Arch Linux minimal container userland 100% reproducible - now what?

kpcyrd kpcyrd at archlinux.org
Fri Mar 29 18:00:05 UTC 2024


On 3/29/24 6:48 AM, John Gilmore wrote:
> John Gilmore <gnu at toad.com> wrote:
> Bootstrappable builds are a different thing.  Worthwhile, but not
> what I was asking for.  I just wanted provable reproducibility from two
> ISO images and nothing more.
> 
> I was asking that a bare amd64 be able to boot from an Arch Linux
> *binary* ISO image.  And then be fed a matching Arch Linux *source* ISO
> image.  And that the scripts in the source image would be able to
> reproduce the binary image from its source code, running the binaries
> (like the kernel, shell, and compiler) from the binary ISO image to do
> the rebuilds (without Internet access).
> 
> This should be much simpler than doing a bootstrap from bare metal
> *without* a binary ISO image.

I think this project would still be somewhat involved:

1) There's currently no way to tell if a package can be built offline 
(without trying yourself). Some distros have `options=(!net)`-like 
settings, but pacman currently doesn't. Needing network access for 
things like `cargo fetch` or `go mod download` is considered acceptable 
in Arch Linux, since these extra inputs are pinned by cryptographic hash 
(the PKGBUILD acts as a merkle-tree root).
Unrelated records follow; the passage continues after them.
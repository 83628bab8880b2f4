/// Recursive-descent parser from tokens to an expression tree
///
/// Precedence, loosest first: `||`, `&&`, comparison, `+ -`, `* / %`, unary `- !`.

use crate::types::{InsightError, Value};
use super::lexer::Token;

/// Bound on both parser recursion and expression tree height.
pub const MAX_DEPTH: usize = 256;

/// An expression with its tree height.
type Node = (Expr, usize);

#[derive(Debug, Clone, Copy, PartialEq, Eq)]
pub enum UnaryOp {
    Neg,
    Not,
}

#[derive(Debug, Clone, Copy, PartialEq, Eq)]
pub enum BinaryOp {
    Add,
    Sub,
    Mul,
    Div,
    Rem,
    Eq,
    Ne,
    Lt,
    Le,
    Gt,
    Ge,
    And,
    Or,
}

/// Closed set of built-in functions.
#[derive(Debug, Clone, Copy, PartialEq, Eq)]
pub enum Function {
    Upper,
    Lower,
    Trim,
    Len,
    Substr,
    Replace,
    Concat,
    If,
    And,
    Or,
    Not,
    Round,
    Abs,
}

impl Function {
    fn lookup(name: &str) -> Option<Self> {
        let f = match name.to_ascii_uppercase().as_str() {
            "UPPER" => Self::Upper,
            "LOWER" => Self::Lower,
            "TRIM" => Self::Trim,
            "LEN" | "LENGTH" => Self::Len,
            "SUBSTR" | "SUBSTRING" => Self::Substr,
            "REPLACE" => Self::Replace,
            "CONCAT" => Self::Concat,
            "IF" => Self::If,
            "AND" => Self::And,
            "OR" => Self::Or,
            "NOT" => Self::Not,
            "ROUND" => Self::Round,
            "ABS" => Self::Abs,
            _ => return None,
        };
        Some(f)
    }

    /// Accepted argument counts, inclusive.
    const fn arity(self) -> (usize, usize) {
        match self {
            Self::Upper | Self::Lower | Self::Trim | Self::Len | Self::Not | Self::Abs => (1, 1),
            Self::Substr => (2, 3),
            Self::Replace | Self::If => (3, 3),
            Self::Round => (1, 2),
            Self::Concat => (0, usize::MAX),
            Self::And | Self::Or => (1, usize::MAX),
        }
    }
}

#[derive(Debug, Clone, PartialEq)]
pub enum Expr {
    Literal(Value),
    Column(String),
    Unary(UnaryOp, Box<Expr>),
    Binary(BinaryOp, Box<Expr>, Box<Expr>),
    Call(Function, Vec<Expr>),
}

impl Expr {
    /// Column names referenced anywhere in the tree, in first-seen order.
    #[must_use]
    pub fn columns(&self) -> Vec<String> {
        let mut out = Vec::new();
        self.collect_columns(&mut out);
        out
    }

    fn collect_columns(&self, out: &mut Vec<String>) {
        match self {
            Self::Literal(_) => {}
            Self::Column(name) => {
                if !out.contains(name) {
                    out.push(name.clone());
                }
            }
            Self::Unary(_, inner) => inner.collect_columns(out),
            Self::Binary(_, lhs, rhs) => {
                lhs.collect_columns(out);
                rhs.collect_columns(out);
            }
            Self::Call(_, args) => args.iter().for_each(|a| a.collect_columns(out)),
        }
    }
}

pub struct Parser {
    tokens: Vec<Token>,
    pos: usize,
    depth: usize,
}

impl Parser {
    pub fn parse(tokens: Vec<Token>) -> Result<Expr, InsightError> {
        if tokens.is_empty() {
            return Err(InsightError::Formula("empty formula".to_string()));
        }
        let mut parser = Self { tokens, pos: 0, depth: 0 };
        let (expr, _) = parser.or_expr()?;
        if let Some(tok) = parser.peek() {
            return Err(InsightError::Formula(format!("unexpected token {tok:?} after expression")));
        }
        Ok(expr)
    }

    fn peek(&self) -> Option<&Token> {
        self.tokens.get(self.pos)
    }

    fn advance(&mut self) -> Option<Token> {
        let tok = self.tokens.get(self.pos).cloned();
        if tok.is_some() {
            self.pos += 1;
        }
        tok
    }

    fn eat(&mut self, expected: &Token) -> bool {
        if self.peek() == Some(expected) {
            self.pos += 1;
            true
        } else {
            false
        }
    }

    fn expect(&mut self, expected: &Token) -> Result<(), InsightError> {
        if self.eat(expected) {
            Ok(())
        } else {
            Err(InsightError::Formula(format!(
                "expected {expected:?}, found {:?}",
                self.peek()
            )))
        }
    }

    /// Enters one level of parser recursion (parentheses, unary operators, calls).
    fn descend(&mut self) -> Result<(), InsightError> {
        self.depth += 1;
        if self.depth > MAX_DEPTH {
            return Err(too_deep());
        }
        Ok(())
    }

    fn binary(op: BinaryOp, (lhs, lh): Node, (rhs, rh): Node) -> Result<Node, InsightError> {
        let height = lh.max(rh) + 1;
        if height > MAX_DEPTH {
            return Err(too_deep());
        }
        Ok((Expr::Binary(op, Box::new(lhs), Box::new(rhs)), height))
    }

    fn or_expr(&mut self) -> Result<Node, InsightError> {
        let mut lhs = self.and_expr()?;
        while self.eat(&Token::Or) {
            let rhs = self.and_expr()?;
            lhs = Self::binary(BinaryOp::Or, lhs, rhs)?;
        }
        Ok(lhs)
    }

    fn and_expr(&mut self) -> Result<Node, InsightError> {
        let mut lhs = self.comparison()?;
        while self.eat(&Token::And) {
            let rhs = self.comparison()?;
            lhs = Self::binary(BinaryOp::And, lhs, rhs)?;
        }
        Ok(lhs)
    }

    fn comparison(&mut self) -> Result<Node, InsightError> {
        let lhs = self.additive()?;
        let op = match self.peek() {
            Some(Token::Eq) => BinaryOp::Eq,
            Some(Token::Ne) => BinaryOp::Ne,
            Some(Token::Lt) => BinaryOp::Lt,
            Some(Token::Le) => BinaryOp::Le,
            Some(Token::Gt) => BinaryOp::Gt,
            Some(Token::Ge) => BinaryOp::Ge,
            _ => return Ok(lhs),
        };
        self.pos += 1;
        let rhs = self.additive()?;
        Self::binary(op, lhs, rhs)
    }

    fn additive(&mut self) -> Result<Node, InsightError> {
        let mut lhs = self.multiplicative()?;
        loop {
            let op = match self.peek() {
                Some(Token::Plus) => BinaryOp::Add,
                Some(Token::Minus) => BinaryOp::Sub,
                _ => return Ok(lhs),
            };
            self.pos += 1;
            let rhs = self.multiplicative()?;
            lhs = Self::binary(op, lhs, rhs)?;
        }
    }

    fn multiplicative(&mut self) -> Result<Node, InsightError> {
        let mut lhs = self.unary()?;
        loop {
            let op = match self.peek() {
                Some(Token::Star) => BinaryOp::Mul,
                Some(Token::Slash) => BinaryOp::Div,
                Some(Token::Percent) => BinaryOp::Rem,
                _ => return Ok(lhs),
            };
            self.pos += 1;
            let rhs = self.unary()?;
            lhs = Self::binary(op, lhs, rhs)?;
        }
    }

    fn unary(&mut self) -> Result<Node, InsightError> {
        let op = if self.eat(&Token::Minus) {
            UnaryOp::Neg
        } else if self.eat(&Token::Not) {
            UnaryOp::Not
        } else {
            return self.primary();
        };
        self.descend()?;
        let (inner, height) = self.unary()?;
        self.depth -= 1;
        Ok((Expr::Unary(op, Box::new(inner)), height + 1))
    }

    fn primary(&mut self) -> Result<Node, InsightError> {
        let leaf = |expr: Expr| -> Result<Node, InsightError> { Ok((expr, 1)) };
        match self.advance() {
            Some(Token::Number(n)) => leaf(Expr::Literal(Value::from_f64(n))),
            Some(Token::Str(s)) => leaf(Expr::Literal(Value::Text(s))),
            Some(Token::Column(name)) => leaf(Expr::Column(name)),
            Some(Token::LParen) => {
                self.descend()?;
                let inner = self.or_expr()?;
                self.expect(&Token::RParen)?;
                self.depth -= 1;
                Ok(inner)
            }
            Some(Token::Ident(name)) => {
                if self.peek() == Some(&Token::LParen) {
                    return self.call(&name);
                }
                match name.to_ascii_uppercase().as_str() {
                    "TRUE" => leaf(Expr::Literal(Value::Boolean(true))),
                    "FALSE" => leaf(Expr::Literal(Value::Boolean(false))),
                    "NULL" => leaf(Expr::Literal(Value::Null)),
                    _ => leaf(Expr::Column(name)),
                }
            }
            Some(tok) => Err(InsightError::Formula(format!("unexpected token {tok:?}"))),
            None => Err(InsightError::Formula("unexpected end of formula".to_string())),
        }
    }

    fn call(&mut self, name: &str) -> Result<Node, InsightError> {
        let function = Function::lookup(name)
            .ok_or_else(|| InsightError::Formula(format!("unknown function '{name}'")))?;
        self.expect(&Token::LParen)?;
        self.descend()?;

        let mut args = Vec::new();
        let mut height = 0;
        if !self.eat(&Token::RParen) {
            loop {
                let (arg, h) = self.or_expr()?;
                args.push(arg);
                height = height.max(h);
                if self.eat(&Token::RParen) {
                    break;
                }
                self.expect(&Token::Comma)?;
            }
        }
        self.depth -= 1;

        let (min, max) = function.arity();
        if args.len() < min || args.len() > max {
            return Err(InsightError::Formula(format!(
                "{} takes {} argument(s), got {}",
                name.to_ascii_uppercase(),
                if min == max { min.to_string() } else if max == usize::MAX { format!("at least {min}") } else { format!("{min}-{max}") },
                args.len()
            )));
        }
        Ok((Expr::Call(function, args), height + 1))
    }
}

fn too_deep() -> InsightError {
    InsightError::Formula("formula nested too deeply".to_string())
}
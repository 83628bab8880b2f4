/// Grouping pivot with aggregations
///
/// Groups by (row-dimension tuple) x (column-dimension tuple). Output columns are
/// `{columnValue}_{valueColumn}_{aggregation}`, or `{valueColumn}_{aggregation}`
/// without a column dimension.

use std::collections::HashMap;
use crate::types::{Aggregation, FilterLogic, InsightError, PivotConfig, PivotValue, Row, Table, Value, ValueKey};
use super::conditions::ConditionEvaluator;

pub struct PivotExecutor;

impl PivotExecutor {
    pub fn apply(table: &Table, config: &PivotConfig) -> Result<Table, InsightError> {
        if config.values.is_empty() {
            return Err(InsightError::InvalidOperation("pivot needs at least one value column".to_string()));
        }

        let visible = table
            .rows
            .iter()
            .filter(|row| ConditionEvaluator::evaluate_all(row, &config.filters, FilterLogic::And));

        // first-seen order for both dimensions
        let mut row_groups: HashMap<Vec<ValueKey>, usize> = HashMap::new();
        let mut row_heads: Vec<Row> = Vec::new();
        let mut col_groups: HashMap<Vec<ValueKey>, usize> = HashMap::new();
        let mut col_labels: Vec<String> = Vec::new();
        let mut cells: HashMap<(usize, usize), Vec<&Row>> = HashMap::new();

        for row in visible {
            let r = *row_groups.entry(row.key(&config.rows, false)).or_insert_with(|| {
                row_heads.push(row.project(&config.rows));
                row_heads.len() - 1
            });
            let c = *col_groups.entry(row.key(&config.columns, false)).or_insert_with(|| {
                col_labels.push(
                    config
                        .columns
                        .iter()
                        .map(|col| row.get(col).to_string())
                        .collect::<Vec<_>>()
                        .join("_"),
                );
                col_labels.len() - 1
            });
            cells.entry((r, c)).or_default().push(row);
        }

        let mut columns = config.rows.clone();
        for label in &col_labels {
            for spec in &config.values {
                columns.push(Self::output_name(&config.columns, label, spec));
            }
        }

        let mut rows = Vec::with_capacity(row_heads.len());
        for (r, head) in row_heads.into_iter().enumerate() {
            let mut out = head;
            for (c, label) in col_labels.iter().enumerate() {
                let group = cells.get(&(r, c)).map(Vec::as_slice);
                for spec in &config.values {
                    let value = match group {
                        Some(group) => Self::aggregate(group, spec),
                        None if spec.aggregation == Aggregation::Count => Value::Integer(0),
                        None => Value::Null,
                    };
                    out.set(Self::output_name(&config.columns, label, spec), value);
                }
            }
            rows.push(out);
        }

        Ok(table.derive_from(columns, rows))
    }

    fn output_name(column_dims: &[String], label: &str, spec: &PivotValue) -> String {
        if column_dims.is_empty() {
            format!("{}_{}", spec.column, spec.aggregation.as_str())
        } else {
            format!("{label}_{}_{}", spec.column, spec.aggregation.as_str())
        }
    }

    /// Aggregate over numeric-coerced non-null values; `count` counts non-null raw values.
    fn aggregate(rows: &[&Row], spec: &PivotValue) -> Value {
        let mut nums = rows.iter().filter_map(|r| r.get(&spec.column).as_number());
        match spec.aggregation {
            Aggregation::Count => {
                let count = rows.iter().filter(|r| !r.get(&spec.column).is_null()).count();
                Value::Integer(count as i64)
            }
            Aggregation::Sum => Value::from_f64(nums.sum()),
            Aggregation::Avg => {
                let (sum, n) = nums.fold((0.0, 0usize), |(s, n), x| (s + x, n + 1));
                if n == 0 { Value::Null } else { Value::from_f64(sum / n as f64) }
            }
            Aggregation::Max => nums.reduce(f64::max).map_or(Value::Null, Value::from_f64),
            Aggregation::Min => nums.reduce(f64::min).map_or(Value::Null, Value::from_f64),
            Aggregation::First => nums.next().map_or(Value::Null, Value::from_f64),
            Aggregation::Last => nums.last().map_or(Value::Null, Value::from_f64),
        }
    }
}

#[cfg(test)]
mod tests {
    use super::*;
    use crate::types::{FilterCondition, FilterOperator};

    fn sales() -> Table {
        Table::new(
            "sales",
            vec!["id".into(), "dept".into(), "amt".into()],
            vec![
                Row::from_pairs([("id", Value::Integer(1)), ("dept", Value::from("A")), ("amt", Value::Integer(10))]),
                Row::from_pairs([("id", Value::Integer(2)), ("dept", Value::from("A")), ("amt", Value::Integer(20))]),
                Row::from_pairs([("id", Value::Integer(3)), ("dept", Value::from("B")), ("amt", Value::Integer(5))]),
            ],
        )
    }

    fn value(column: &str, aggregation: Aggregation) -> PivotValue {
        PivotValue { column: column.into(), aggregation }
    }

    #[test]
    fn test_sum_by_dept() {
        let config = PivotConfig {
            rows: vec!["dept".into()],
            values: vec![value("amt", Aggregation::Sum)],
            ..PivotConfig::default()
        };
        let out = PivotExecutor::apply(&sales(), &config).unwrap();
        assert_eq!(out.columns, vec!["dept", "amt_sum"]);
        assert_eq!(
            out.rows,
            vec![
                Row::from_pairs([("dept", Value::from("A")), ("amt_sum", Value::Integer(30))]),
                Row::from_pairs([("dept", Value::from("B")), ("amt_sum", Value::Integer(5))]),
            ]
        );
    }

    #[test]
    fn test_column_dimension_names() {
        let config = PivotConfig {
            rows: vec![],
            columns: vec!["dept".into()],
            values: vec![value("amt", Aggregation::Avg), value("amt", Aggregation::Count)],
            filters: vec![],
        };
        let out = PivotExecutor::apply(&sales(), &config).unwrap();
        assert_eq!(out.columns, vec!["A_amt_avg", "A_amt_count", "B_amt_avg", "B_amt_count"]);
        assert_eq!(out.row_count(), 1);
        assert_eq!(out.rows[0].get("A_amt_avg"), &Value::Integer(15));
        assert_eq!(out.rows[0].get("B_amt_count"), &Value::Integer(1));
    }

    #[test]
    fn test_empty_combination() {
        let config = PivotConfig {
            rows: vec!["id".into()],
            columns: vec!["dept".into()],
            values: vec![value("amt", Aggregation::Max), value("amt", Aggregation::Count)],
            filters: vec![],
        };
        let out = PivotExecutor::apply(&sales(), &config).unwrap();
        let first = &out.rows[0];
        assert_eq!(first.get("A_amt_max"), &Value::Integer(10));
        assert!(first.get("B_amt_max").is_null());
        assert_eq!(first.get("B_amt_count"), &Value::Integer(0));
    }

    #[test]
    fn test_pre_filter_and_non_numeric_values() {
        let mut table = sales();
        table.rows.push(Row::from_pairs([("id", Value::Integer(4)), ("dept", Value::from("B")), ("amt", Value::from("n/a"))]));
        let config = PivotConfig {
            rows: vec!["dept".into()],
            columns: vec![],
            values: vec![
                value("amt", Aggregation::Min),
                value("amt", Aggregation::Count),
                value("amt", Aggregation::Last),
            ],
            filters: vec![FilterCondition::new("dept", FilterOperator::Equals, "B")],
        };
        let out = PivotExecutor::apply(&table, &config).unwrap();
        assert_eq!(out.row_count(), 1);
        assert_eq!(out.rows[0].get("amt_min"), &Value::Integer(5));
        assert_eq!(out.rows[0].get("amt_count"), &Value::Integer(2));
        assert_eq!(out.rows[0].get("amt_last"), &Value::Integer(5));
    }

    #[test]
    fn test_requires_values() {
        let config = PivotConfig { rows: vec!["dept".into()], ..PivotConfig::default() };
        assert!(matches!(PivotExecutor::apply(&sales(), &config), Err(InsightError::InvalidOperation(_))));
    }
}
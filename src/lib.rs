// InsightEase - client-resident tabular data engine
// Declarative operation chains, engine selection and a compressed local store

// Clippy configuration
#![allow(clippy::missing_errors_doc)]
#![allow(clippy::missing_panics_doc)]
#![allow(clippy::cast_possible_truncation)]
#![allow(clippy::cast_precision_loss)]
#![allow(clippy::cast_sign_loss)]
#![allow(clippy::cast_possible_wrap)]
#![allow(clippy::too_many_lines)]
#![allow(clippy::needless_pass_by_value)]
#![allow(clippy::match_same_arms)]
#![allow(clippy::significant_drop_tightening)]
#![allow(clippy::option_if_let_else)]
#![allow(clippy::module_name_repetitions)]
#![allow(clippy::multiple_crate_versions)]

// Table model, operation model, chains and the error type
pub mod core;

// Backward compatibility - re-export all core types as types module
pub mod types {
    pub use crate::core::*;
}

// Operation executor (one family per file) and the chain runner
pub mod executor;

// Sandboxed expression language for derived columns
pub mod formula;

// Engine selection by size and complexity
pub mod engine;

// Local persistent store (compression, collections, datasets, chains, cache)
pub mod storage;

// CSV/JSON ingestion
pub mod ingest;

// Column statistics and quality score
pub mod profile;

// Layered runtime configuration
pub mod config;

// Re-export commonly used types for convenience
pub use core::{InsightError, Operation, OperationChain, OperationKind, Row, Table, Value};
pub use executor::{CancellationToken, ChainProgress, ChainRunner, OperationExecutor, TableResolver};
pub use engine::{EngineDecision, EngineSelector, EngineThresholds, ExecutionEngine};
pub use formula::Formula;
pub use storage::LocalStore;
pub use config::InsightConfig;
Specifically Gentoo and OpenBSD Ports have solutions for this that I 
really like, they store a generated list of URLs along with a 
cryptographic checksum in a separate file, which includes crates 
referenced in e.g. a project's Cargo.lock. When unpacking them to the 
right location the build itself does not need any additional network 
resources and can run fully offline.

This concept currently does not exist in pacman, one would potentially 
need to generate 100+ lines into the source= array of a PKGBUILD (and 
another 200+ lines for checksums if 2 checksum algorithms are used). 
This is currently considered bad style, because the PKGBUILD is supposed 
to be short, simple and easy to read/understand/audit.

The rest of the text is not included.